> [Exercise brief]
If a line in the listing below includes the word "MatchConfig", pick it out.

> [Source material]

● ● ● ● ● ● ●

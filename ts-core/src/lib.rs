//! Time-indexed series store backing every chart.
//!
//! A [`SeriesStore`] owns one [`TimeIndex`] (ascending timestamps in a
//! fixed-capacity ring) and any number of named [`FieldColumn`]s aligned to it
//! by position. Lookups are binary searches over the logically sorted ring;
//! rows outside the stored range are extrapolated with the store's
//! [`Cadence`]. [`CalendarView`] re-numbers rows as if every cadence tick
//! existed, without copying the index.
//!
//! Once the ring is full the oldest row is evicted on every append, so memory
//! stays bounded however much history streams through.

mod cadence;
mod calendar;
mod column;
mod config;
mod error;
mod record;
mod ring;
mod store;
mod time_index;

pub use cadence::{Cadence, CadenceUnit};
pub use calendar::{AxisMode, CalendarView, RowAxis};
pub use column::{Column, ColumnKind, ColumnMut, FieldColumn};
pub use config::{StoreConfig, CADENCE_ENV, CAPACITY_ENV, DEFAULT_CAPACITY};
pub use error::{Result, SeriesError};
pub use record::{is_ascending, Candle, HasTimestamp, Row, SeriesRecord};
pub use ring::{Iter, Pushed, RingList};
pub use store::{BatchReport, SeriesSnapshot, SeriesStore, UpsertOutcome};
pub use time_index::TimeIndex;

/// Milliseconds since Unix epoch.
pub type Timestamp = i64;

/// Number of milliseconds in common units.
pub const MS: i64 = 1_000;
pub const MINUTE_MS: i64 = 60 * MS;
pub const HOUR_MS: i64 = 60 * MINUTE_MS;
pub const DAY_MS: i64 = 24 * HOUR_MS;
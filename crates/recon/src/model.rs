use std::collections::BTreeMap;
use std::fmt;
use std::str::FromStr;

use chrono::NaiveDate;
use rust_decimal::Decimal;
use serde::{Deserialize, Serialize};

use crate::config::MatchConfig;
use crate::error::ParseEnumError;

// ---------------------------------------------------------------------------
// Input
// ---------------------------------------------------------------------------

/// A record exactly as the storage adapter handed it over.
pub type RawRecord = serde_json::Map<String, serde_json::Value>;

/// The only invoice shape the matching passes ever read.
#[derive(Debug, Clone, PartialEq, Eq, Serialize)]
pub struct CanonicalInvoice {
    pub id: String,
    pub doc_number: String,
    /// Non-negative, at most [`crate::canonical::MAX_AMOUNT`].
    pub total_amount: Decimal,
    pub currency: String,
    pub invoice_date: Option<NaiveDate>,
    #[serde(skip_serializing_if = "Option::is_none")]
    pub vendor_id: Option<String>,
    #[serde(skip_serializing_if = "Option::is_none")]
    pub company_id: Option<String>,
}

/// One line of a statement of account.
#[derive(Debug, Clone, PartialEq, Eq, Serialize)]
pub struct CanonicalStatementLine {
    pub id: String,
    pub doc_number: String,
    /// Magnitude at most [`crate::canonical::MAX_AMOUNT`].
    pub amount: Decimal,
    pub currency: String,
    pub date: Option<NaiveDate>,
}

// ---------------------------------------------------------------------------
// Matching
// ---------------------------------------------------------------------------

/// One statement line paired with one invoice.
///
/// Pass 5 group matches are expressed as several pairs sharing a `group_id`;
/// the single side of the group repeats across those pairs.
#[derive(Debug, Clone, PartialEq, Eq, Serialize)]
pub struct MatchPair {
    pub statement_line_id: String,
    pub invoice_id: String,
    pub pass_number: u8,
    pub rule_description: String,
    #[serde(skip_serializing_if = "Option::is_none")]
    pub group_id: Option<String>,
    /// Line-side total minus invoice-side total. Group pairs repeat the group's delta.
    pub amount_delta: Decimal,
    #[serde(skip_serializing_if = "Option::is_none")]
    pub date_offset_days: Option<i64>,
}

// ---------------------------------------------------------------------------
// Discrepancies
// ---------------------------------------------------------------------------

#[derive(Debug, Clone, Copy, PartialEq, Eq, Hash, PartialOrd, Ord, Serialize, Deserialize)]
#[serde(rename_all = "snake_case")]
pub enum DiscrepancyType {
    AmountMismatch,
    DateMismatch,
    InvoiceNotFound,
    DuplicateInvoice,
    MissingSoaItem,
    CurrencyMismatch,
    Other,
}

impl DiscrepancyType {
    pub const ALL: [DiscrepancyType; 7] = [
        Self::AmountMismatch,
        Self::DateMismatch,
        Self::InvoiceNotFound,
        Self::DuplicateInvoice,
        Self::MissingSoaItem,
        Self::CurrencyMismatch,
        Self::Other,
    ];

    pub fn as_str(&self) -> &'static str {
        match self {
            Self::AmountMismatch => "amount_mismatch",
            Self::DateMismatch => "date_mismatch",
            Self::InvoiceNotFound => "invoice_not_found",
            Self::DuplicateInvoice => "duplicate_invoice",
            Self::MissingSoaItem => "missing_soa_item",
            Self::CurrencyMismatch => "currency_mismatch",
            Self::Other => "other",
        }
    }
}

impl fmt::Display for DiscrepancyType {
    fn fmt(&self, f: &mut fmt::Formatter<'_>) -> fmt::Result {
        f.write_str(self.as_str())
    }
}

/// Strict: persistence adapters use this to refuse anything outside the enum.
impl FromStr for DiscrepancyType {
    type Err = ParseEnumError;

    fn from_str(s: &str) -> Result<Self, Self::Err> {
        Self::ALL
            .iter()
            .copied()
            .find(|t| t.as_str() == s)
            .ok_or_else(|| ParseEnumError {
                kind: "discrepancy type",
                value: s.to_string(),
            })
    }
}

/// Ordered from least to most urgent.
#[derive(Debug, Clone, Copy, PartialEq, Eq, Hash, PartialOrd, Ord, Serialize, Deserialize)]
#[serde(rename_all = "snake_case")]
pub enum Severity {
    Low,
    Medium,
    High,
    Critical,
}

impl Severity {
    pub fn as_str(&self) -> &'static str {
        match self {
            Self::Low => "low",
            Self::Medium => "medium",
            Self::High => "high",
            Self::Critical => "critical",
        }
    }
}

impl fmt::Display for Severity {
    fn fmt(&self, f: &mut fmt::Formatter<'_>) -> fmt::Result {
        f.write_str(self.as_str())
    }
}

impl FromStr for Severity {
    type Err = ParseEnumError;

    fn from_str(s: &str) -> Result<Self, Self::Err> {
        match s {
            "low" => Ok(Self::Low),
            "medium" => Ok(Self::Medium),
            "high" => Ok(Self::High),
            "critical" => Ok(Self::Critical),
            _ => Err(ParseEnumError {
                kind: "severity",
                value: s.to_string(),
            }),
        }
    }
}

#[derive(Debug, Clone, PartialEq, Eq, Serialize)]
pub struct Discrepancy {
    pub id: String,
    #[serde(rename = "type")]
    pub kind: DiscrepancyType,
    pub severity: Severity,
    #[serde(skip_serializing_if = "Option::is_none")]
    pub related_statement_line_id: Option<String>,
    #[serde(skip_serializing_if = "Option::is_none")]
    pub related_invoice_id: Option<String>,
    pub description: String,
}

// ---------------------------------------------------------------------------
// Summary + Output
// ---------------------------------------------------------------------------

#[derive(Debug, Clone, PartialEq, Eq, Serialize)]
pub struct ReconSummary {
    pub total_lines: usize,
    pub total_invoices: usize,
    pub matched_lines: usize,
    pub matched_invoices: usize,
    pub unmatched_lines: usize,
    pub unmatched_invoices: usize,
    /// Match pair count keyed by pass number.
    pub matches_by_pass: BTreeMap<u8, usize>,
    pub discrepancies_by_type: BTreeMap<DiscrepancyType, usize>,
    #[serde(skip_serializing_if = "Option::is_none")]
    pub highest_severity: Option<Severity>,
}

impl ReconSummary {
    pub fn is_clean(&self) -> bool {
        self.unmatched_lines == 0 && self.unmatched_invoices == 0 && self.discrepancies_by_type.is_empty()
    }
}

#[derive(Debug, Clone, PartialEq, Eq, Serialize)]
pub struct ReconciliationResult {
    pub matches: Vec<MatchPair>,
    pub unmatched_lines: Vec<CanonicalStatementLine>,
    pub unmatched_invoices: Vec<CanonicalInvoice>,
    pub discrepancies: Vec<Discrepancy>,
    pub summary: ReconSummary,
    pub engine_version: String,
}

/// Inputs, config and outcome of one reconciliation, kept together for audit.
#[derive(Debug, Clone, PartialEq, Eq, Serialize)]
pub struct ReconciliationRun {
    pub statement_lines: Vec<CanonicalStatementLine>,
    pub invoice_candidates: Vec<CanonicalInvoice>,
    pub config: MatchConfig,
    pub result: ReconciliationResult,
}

● ● ● ● ● ● ●

> [Written solution]
use crate::config::MatchConfig;
    pub config: MatchConfig,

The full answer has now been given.